Paolo Nencini è un farmacologo, ma il suo libro è un libro di storia che ricostruisce la genesi e la diffusione degli oppiacei nell’Europa del XIX secolo e racconta come in Italia, durante la guerra dell’oppio, si inizi, per ragioni diplomatiche a occuparsi del problema droga. Per decenni dopo l’Unità si pensa che nel nostro paese «non esisteva un consumo voluttuario e che quindi le proprie iniziative politico-diplomatiche erano mosse solo da motivazioni etiche generali. Questo approccio continuerà a essere manifestato pubblicamente anche quando, a partire dalla Grande guerra, tale consumo, soprattutto quello della cocaina, prenderà piede in maniera da allarmare sanitari e politici» (p. 129).
Atteggiamento comprensibile secondo l’a., poiché il problema della droga fra ’800 e ’900 è frutto di un sentito dire, mentre più grave è il problema dell’alcolismo. Se ne occupano, per esempio, Lombroso nel 1880, e Colajanni nel 1886.

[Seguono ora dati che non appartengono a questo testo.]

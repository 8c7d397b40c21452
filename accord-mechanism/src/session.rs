//! Two-party alternating-offers session
//!
//! One session drives a single negotiation thread: the two endpoints
//! take turns proposing, the partner responds, and the session ends on
//! acceptance, on an explicit end, or when the step budget runs out.
//! With `atomic` stepping every single offer consumes one step of the
//! budget; otherwise a full round (both endpoints acting once) does.

use std::sync::{Arc, Mutex};
use std::time::Instant;

use accord_core::{Negotiator, Outcome, Response, ThreadState};
use anyhow::anyhow;

use crate::trace::TraceRow;

/// Shared handle to a participant taking part in one or more sessions
pub type PartyHandle = Arc<Mutex<Box<dyn Negotiator>>>;

/// Wrap a negotiator for session use
pub fn party(negotiator: Box<dyn Negotiator>) -> PartyHandle {
    Arc::new(Mutex::new(negotiator))
}

/// Run a closure against a locked participant.
pub fn with_party<T>(
    party: &PartyHandle,
    f: impl FnOnce(&mut dyn Negotiator) -> T,
) -> anyhow::Result<T> {
    let mut guard = party
        .lock()
        .map_err(|_| anyhow!("negotiator state poisoned"))?;
    Ok(f(guard.as_mut()))
}

/// One endpoint of a session: a participant acting on a specific thread
#[derive(Clone)]
pub struct Endpoint {
    pub party: PartyHandle,
    /// Thread index the participant knows this session by
    pub thread: usize,
    /// Stable id used in traces
    pub id: String,
}

/// A single two-party session over one negotiation thread
pub struct SaoSession {
    name: String,
    first: Endpoint,
    second: Endpoint,
    nsteps: usize,
    atomic: bool,
    state: ThreadState,
    done: bool,
    trace: Vec<TraceRow>,
}

impl SaoSession {
    pub fn new(
        name: impl Into<String>,
        first: Endpoint,
        second: Endpoint,
        nsteps: usize,
        atomic: bool,
    ) -> Self {
        Self {
            name: name.into(),
            first,
            second,
            nsteps,
            atomic,
            state: ThreadState::default(),
            done: false,
            trace: Vec::new(),
        }
    }

    pub fn name(&self) -> &str {
        &self.name
    }

    pub fn state(&self) -> &ThreadState {
        &self.state
    }

    pub fn agreement(&self) -> Option<&Outcome> {
        self.state.agreement.as_ref()
    }

    pub fn trace(&self) -> &[TraceRow] {
        &self.trace
    }

    /// Run the session to completion.
    pub fn run(&mut self) -> anyhow::Result<()> {
        let started = Instant::now();
        self.state.running = true;
        self.notify(true)?;
        while !self.done && self.state.agreement.is_none() && self.state.step < self.nsteps {
            self.round(&started)?;
        }
        self.state.running = false;
        self.notify(false)?;
        Ok(())
    }

    fn notify(&mut self, starting: bool) -> anyhow::Result<()> {
        let snapshot = self.state.clone();
        for endpoint in [self.first.clone(), self.second.clone()] {
            with_party(&endpoint.party, |p| {
                if starting {
                    p.on_negotiation_start(endpoint.thread, &snapshot);
                } else {
                    p.on_negotiation_end(endpoint.thread, &snapshot);
                }
            })?;
        }
        Ok(())
    }

    fn round(&mut self, started: &Instant) -> anyhow::Result<()> {
        for side in 0..2 {
            if self.done || self.state.agreement.is_some() {
                return Ok(());
            }
            if self.atomic && self.state.step >= self.nsteps {
                return Ok(());
            }
            self.exchange(side, started)?;
            if self.atomic {
                self.advance_step();
            }
        }
        if !self.atomic {
            self.advance_step();
        }
        Ok(())
    }

    fn advance_step(&mut self) {
        self.state.step += 1;
        self.state.relative_time = self.state.step as f64 / self.nsteps.max(1) as f64;
    }

    /// One proposal plus the partner's response
    fn exchange(&mut self, side: usize, started: &Instant) -> anyhow::Result<()> {
        let (proposer, responder) = if side == 0 {
            (self.first.clone(), self.second.clone())
        } else {
            (self.second.clone(), self.first.clone())
        };

        let snapshot = self.state.clone();
        let offer = with_party(&proposer.party, |p| p.propose(proposer.thread, &snapshot))?;
        let Some(offer) = offer else {
            // declining to propose ends the thread without agreement
            self.done = true;
            self.push_row(started, &proposer.id, None, String::new(), "ended");
            return Ok(());
        };

        self.state.current_offer = Some(offer.clone());
        let snapshot = self.state.clone();
        let response = with_party(&responder.party, |p| {
            p.respond(responder.thread, &snapshot, &offer)
        })?;
        match response {
            Response::Accept => self.state.agreement = Some(offer.clone()),
            Response::End => self.done = true,
            Response::Reject => {}
        }

        let label = if self.state.agreement.is_some() {
            "agreement"
        } else if self.done {
            "ended"
        } else {
            "running"
        };
        self.push_row(
            started,
            &proposer.id,
            Some(offer),
            format!("{}:{}", responder.id, response.as_str()),
            label,
        );
        Ok(())
    }

    fn push_row(
        &mut self,
        started: &Instant,
        negotiator: &str,
        offer: Option<Outcome>,
        responses: String,
        state: &str,
    ) {
        self.trace.push(TraceRow {
            time: started.elapsed().as_secs_f64(),
            relative_time: self.state.relative_time,
            step: self.state.step,
            negotiator: negotiator.to_string(),
            offer,
            responses,
            state: state.to_string(),
        });
    }
}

Il «più formidabile dei veleni sociali», secondo il farmacologo Giusto Coronedi, si diffonde nei primi decenni del ’900, fonte ne sono i ricoveri manicomiali per «frenosi alcolica». Stigma della miseria, l’alcolismo diventa la malattia della classe operaia. Morfina e cocaina iniziano a diffondersi in Italia durante la Grande guerra, tuttavia questa epidemia «non è sorta nelle trincee, ma si è iniziata alla periferia, nei grandi centri, ove i bagordi e il piacere dilagavano» (p. 211) – scrive il neuropsichiatra Ferdinando Cazzamalli nel 1923, e Antonio Gramsci osserva: «L’uso della cocaina è indice del progresso borghese: il capitalismo si evolve. Costituisce categorie di persone completamente irresponsabili, senza preoccupazioni per il domani, senza fastidi e scrupoli (1918)» (p. 212). In questo clima viene promulgata la legge del 1923, che seguita dal Testo unico di Pubblica Sicurezza, vede nel drogato (per alcool o stupefacenti) un soggetto pericoloso paragonabile ai malati di mente e come tale internabile se non in manicomio almeno in carcere. Ai medici l’obbligo di denunciare chi si rivolge loro.
Sarà la mafia italo-americana dopo il 1945 a trasformare l’Italia in luogo di smercio e passaggio, ma non di consumo. Nencini affronta lo scenario che fa da sfondo alla nuova legge sulle dipendenze del 1954 che inasprisce le pene. Secondo Luigi Cancrini un approccio inutile se non dannoso negli anni nei quali il consumo di eroina esplode in Italia non soltanto come piacere raffinato, ma come sintomo di crisi sociale.
Lo sguardo clinico rende questo volume particolarmente rilevante per inquadrare il discorso sulle dipendenze in una prospettiva di lungo periodo: all’alcolismo prima, poi alla tossicodipendenza si applica il concetto di degenerazione così come formulato dal neurologo francese Auguste Morel e tradotto in Italia da Lombroso: una stimmate ereditaria che porta le famiglie coinvolte nel «decadimento della specie». Un’impronta deterministica che si riflette sulla concezione sociale della dipendenza e che ancora oggi definisce il discorso pubblico sulle droghe, rendendo tabù la questione dell’uso di stupefacenti spesso anche da parte degli storici.